# Prompt
Retype all of the records precisely.

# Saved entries
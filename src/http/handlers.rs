//! HTTP request handlers
//!
//! Implements the three video endpoint pipelines plus the docs and
//! liveness endpoints. Each video handler is a straight pipeline:
//! normalize the URL, call the fetcher, shape the result as JSON. All
//! upstream failures are converted here into `{"detail": <message>}`
//! responses.

use axum::{
    extract::State,
    http::StatusCode,
    response::{Html, IntoResponse, Redirect, Response},
    Json,
};
use serde::Deserialize;
use std::sync::Arc;

use crate::error::ApiError;
use crate::format;
use crate::oembed;
use crate::state::AppState;
use crate::transcript;
use crate::video_id::extract_video_id;

/// Request body shared by all three video endpoints
#[derive(Debug, Deserialize)]
pub struct VideoRequest {
    /// YouTube video URL (watch, short, embed, or legacy /v/ form)
    pub url: String,

    /// Ordered caption language preferences; defaults to `["en"]`
    pub languages: Option<Vec<String>>,
}

impl VideoRequest {
    /// Resolve the optional language list before it reaches the fetcher.
    /// The list itself is passed through unvalidated.
    fn languages_or_default(&self) -> Vec<String> {
        self.languages
            .clone()
            .unwrap_or_else(|| vec!["en".to_string()])
    }
}

impl IntoResponse for ApiError {
    fn into_response(self) -> Response {
        let status = match self {
            ApiError::InvalidUrl(_) => StatusCode::BAD_REQUEST,
            // Metadata and transcript failures deliberately share one
            // status code; callers disambiguate on the detail text.
            _ => StatusCode::INTERNAL_SERVER_ERROR,
        };

        (status, Json(serde_json::json!({ "detail": self.to_string() }))).into_response()
    }
}

/// Video metadata endpoint
/// POST /video-data
pub async fn video_data(
    State(state): State<Arc<AppState>>,
    Json(req): Json<VideoRequest>,
) -> Result<Json<serde_json::Value>, ApiError> {
    let video_id = extract_video_id(&req.url)?;
    let data = oembed::fetch_video_data(&state.http, &state.youtube_base_url, &video_id).await?;
    Ok(Json(data))
}

/// Plain-text captions endpoint
/// POST /video-captions
pub async fn video_captions(
    State(state): State<Arc<AppState>>,
    Json(req): Json<VideoRequest>,
) -> Result<Json<String>, ApiError> {
    let video_id = extract_video_id(&req.url)?;
    let segments = transcript::fetch_transcript(
        &state.http,
        &state.youtube_base_url,
        &video_id,
        &req.languages_or_default(),
    )
    .await?;
    Ok(Json(format::plain_text(&segments)))
}

/// Timestamped captions endpoint
/// POST /video-timestamps
pub async fn video_timestamps(
    State(state): State<Arc<AppState>>,
    Json(req): Json<VideoRequest>,
) -> Result<Json<Vec<String>>, ApiError> {
    let video_id = extract_video_id(&req.url)?;
    let segments = transcript::fetch_transcript(
        &state.http,
        &state.youtube_base_url,
        &video_id,
        &req.languages_or_default(),
    )
    .await?;
    Ok(Json(format::timestamps(&segments)))
}

/// Root endpoint — redirect to the API docs
pub async fn root_redirect() -> Redirect {
    Redirect::to("/docs")
}

/// API documentation endpoint
pub async fn api_docs() -> Html<&'static str> {
    Html(DOCS_HTML)
}

/// Health check endpoint
pub async fn health_check() -> &'static str {
    "OK"
}

/// Version endpoint
pub async fn version_check() -> &'static str {
    concat!("yt-tools-server v", env!("CARGO_PKG_VERSION"))
}

const DOCS_HTML: &str = r#"<!DOCTYPE html>
<html lang="en">
<head>
<meta charset="utf-8">
<title>YouTube Tools API</title>
<style>
body { font-family: sans-serif; max-width: 50em; margin: 2em auto; padding: 0 1em; }
code, pre { background: #f4f4f4; padding: 2px 4px; }
pre { padding: 0.8em; overflow-x: auto; }
h2 { border-bottom: 1px solid #ddd; padding-bottom: 0.2em; }
</style>
</head>
<body>
<h1>YouTube Tools API</h1>
<p>Fetch YouTube video metadata and captions. All endpoints accept a JSON
body and return JSON. Supported URL forms: <code>watch?v=</code>,
<code>youtu.be/</code>, <code>embed/</code>, and legacy <code>/v/</code>.</p>

<h2>POST /video-data</h2>
<p>Returns the video's oEmbed metadata (title, author, thumbnail, ...).</p>
<pre>{"url": "https://www.youtube.com/watch?v=dQw4w9WgXcQ"}</pre>

<h2>POST /video-captions</h2>
<p>Returns the video's captions as one plain-text JSON string.
<code>languages</code> is an optional ordered preference list, default
<code>["en"]</code>.</p>
<pre>{"url": "https://youtu.be/dQw4w9WgXcQ", "languages": ["en", "es"]}</pre>

<h2>POST /video-timestamps</h2>
<p>Returns a JSON array of <code>"M:SS - caption text"</code> lines
(<code>H:MM:SS</code> past the first hour).</p>
<pre>{"url": "https://youtu.be/dQw4w9WgXcQ"}</pre>

<h2>Errors</h2>
<p>Failures are reported as <code>{"detail": "&lt;message&gt;"}</code>:
400 for an unrecognized URL, 500 for metadata or caption fetch failures.</p>
</body>
</html>
"#;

# Exercise solution
filename src/http/handlers.rs
//! HTTP request handlers
//!
//! Implements the three video endpoint pipelines plus the docs and
//! liveness endpoints. Each video handler is a straight pipeline:
//! normalize the URL, call the fetcher, shape the result as JSON. All
//! upstream failures are converted here into `{"detail": <message>}`
//! responses.

use axum::{
    extract::State,
    http::StatusCode,
    response::{Html, IntoResponse, Redirect, Response},
    Json,
};
use serde::Deserialize;
use std::sync::Arc;

use crate::error::ApiError;
use crate::format;
use crate::oembed;
use crate::state::AppState;
use crate::transcript;
use crate::video_id::extract_video_id;

/// Request body shared by all three video endpoints
#[derive(Debug, Deserialize)]
pub struct VideoRequest {
    /// YouTube video URL (watch, short, embed, or legacy /v/ form)
    pub url: String,

    /// Ordered caption language preferences; defaults to `["en"]`
    pub languages: Option<Vec<String>>,
}

impl VideoRequest {
    /// Resolve the optional language list before it reaches the fetcher.
    /// The list itself is passed through unvalidated.
    fn languages_or_default(&self) -> Vec<String> {
        self.languages
            .clone()
            .unwrap_or_else(|| vec!["en".to_string()])
    }
}

impl IntoResponse for ApiError {
    fn into_response(self) -> Response {
        let status = match self {
            ApiError::InvalidUrl(_) => StatusCode::BAD_REQUEST,
            // Metadata and transcript failures deliberately share one
            // status code; callers disambiguate on the detail text.
            _ => StatusCode::INTERNAL_SERVER_ERROR,
        };

        (status, Json(serde_json::json!({ "detail": self.to_string() }))).into_response()
    }
}

/// Video metadata endpoint
/// POST /video-data
pub async fn video_data(
    State(state): State<Arc<AppState>>,
    Json(req): Json<VideoRequest>,
) -> Result<Json<serde_json::Value>, ApiError> {
    let video_id = extract_video_id(&req.url)?;
    let data = oembed::fetch_video_data(&state.http, &state.youtube_base_url, &video_id).await?;
    Ok(Json(data))
}

/// Plain-text captions endpoint
/// POST /video-captions
pub async fn video_captions(
    State(state): State<Arc<AppState>>,
    Json(req): Json<VideoRequest>,
) -> Result<Json<String>, ApiError> {
    let video_id = extract_video_id(&req.url)?;
    let segments = transcript::fetch_transcript(
        &state.http,
        &state.youtube_base_url,
        &video_id,
        &req.languages_or_default(),
    )
    .await?;
    Ok(Json(format::plain_text(&segments)))
}

/// Timestamped captions endpoint
/// POST /video-timestamps
pub async fn video_timestamps(
    State(state): State<Arc<AppState>>,
    Json(req): Json<VideoRequest>,
) -> Result<Json<Vec<String>>, ApiError> {
    let video_id = extract_video_id(&req.url)?;
    let segments = transcript::fetch_transcript(
        &state.http,
        &state.youtube_base_url,
        &video_id,
        &req.languages_or_default(),
    )
    .await?;
    Ok(Json(format::timestamps(&segments)))
}

/// Root endpoint — redirect to the API docs
pub async fn root_redirect() -> Redirect {
    Redirect::to("/docs")
}

/// API documentation endpoint
pub async fn api_docs() -> Html<&'static str> {
    Html(DOCS_HTML)
}

/// Health check endpoint
pub async fn health_check() -> &'static str {
    "OK"
}

/// Version endpoint
pub async fn version_check() -> &'static str {
    concat!("yt-tools-server v", env!("CARGO_PKG_VERSION"))
}

const DOCS_HTML: &str = r#"<!DOCTYPE html>
<html lang="en">
<head>
<meta charset="utf-8">
<title>YouTube Tools API</title>
<style>
body { font-family: sans-serif; max-width: 50em; margin: 2em auto; padding: 0 1em; }
code, pre { background: #f4f4f4; padding: 2px 4px; }
pre { padding: 0.8em; overflow-x: auto; }
h2 { border-bottom: 1px solid #ddd; padding-bottom: 0.2em; }
</style>
</head>
<body>
<h1>YouTube Tools API</h1>
<p>Fetch YouTube video metadata and captions. All endpoints accept a JSON
body and return JSON. Supported URL forms: <code>watch?v=</code>,
<code>youtu.be/</code>, <code>embed/</code>, and legacy <code>/v/</code>.</p>

<h2>POST /video-data</h2>
<p>Returns the video's oEmbed metadata (title, author, thumbnail, ...).</p>
<pre>{"url": "https://www.youtube.com/watch?v=dQw4w9WgXcQ"}</pre>

<h2>POST /video-captions</h2>
<p>Returns the video's captions as one plain-text JSON string.
<code>languages</code> is an optional ordered preference list, default
<code>["en"]</code>.</p>
<pre>{"url": "https://youtu.be/dQw4w9WgXcQ", "languages": ["en", "es"]}</pre>

<h2>POST /video-timestamps</h2>
<p>Returns a JSON array of <code>"M:SS - caption text"</code> lines
(<code>H:MM:SS</code> past the first hour).</p>
<pre>{"url": "https://youtu.be/dQw4w9WgXcQ"}</pre>

<h2>Errors</h2>
<p>Failures are reported as <code>{"detail": "&lt;message&gt;"}</code>:
400 for an unrecognized URL, 500 for metadata or caption fetch failures.</p>
</body>
</html>
"#;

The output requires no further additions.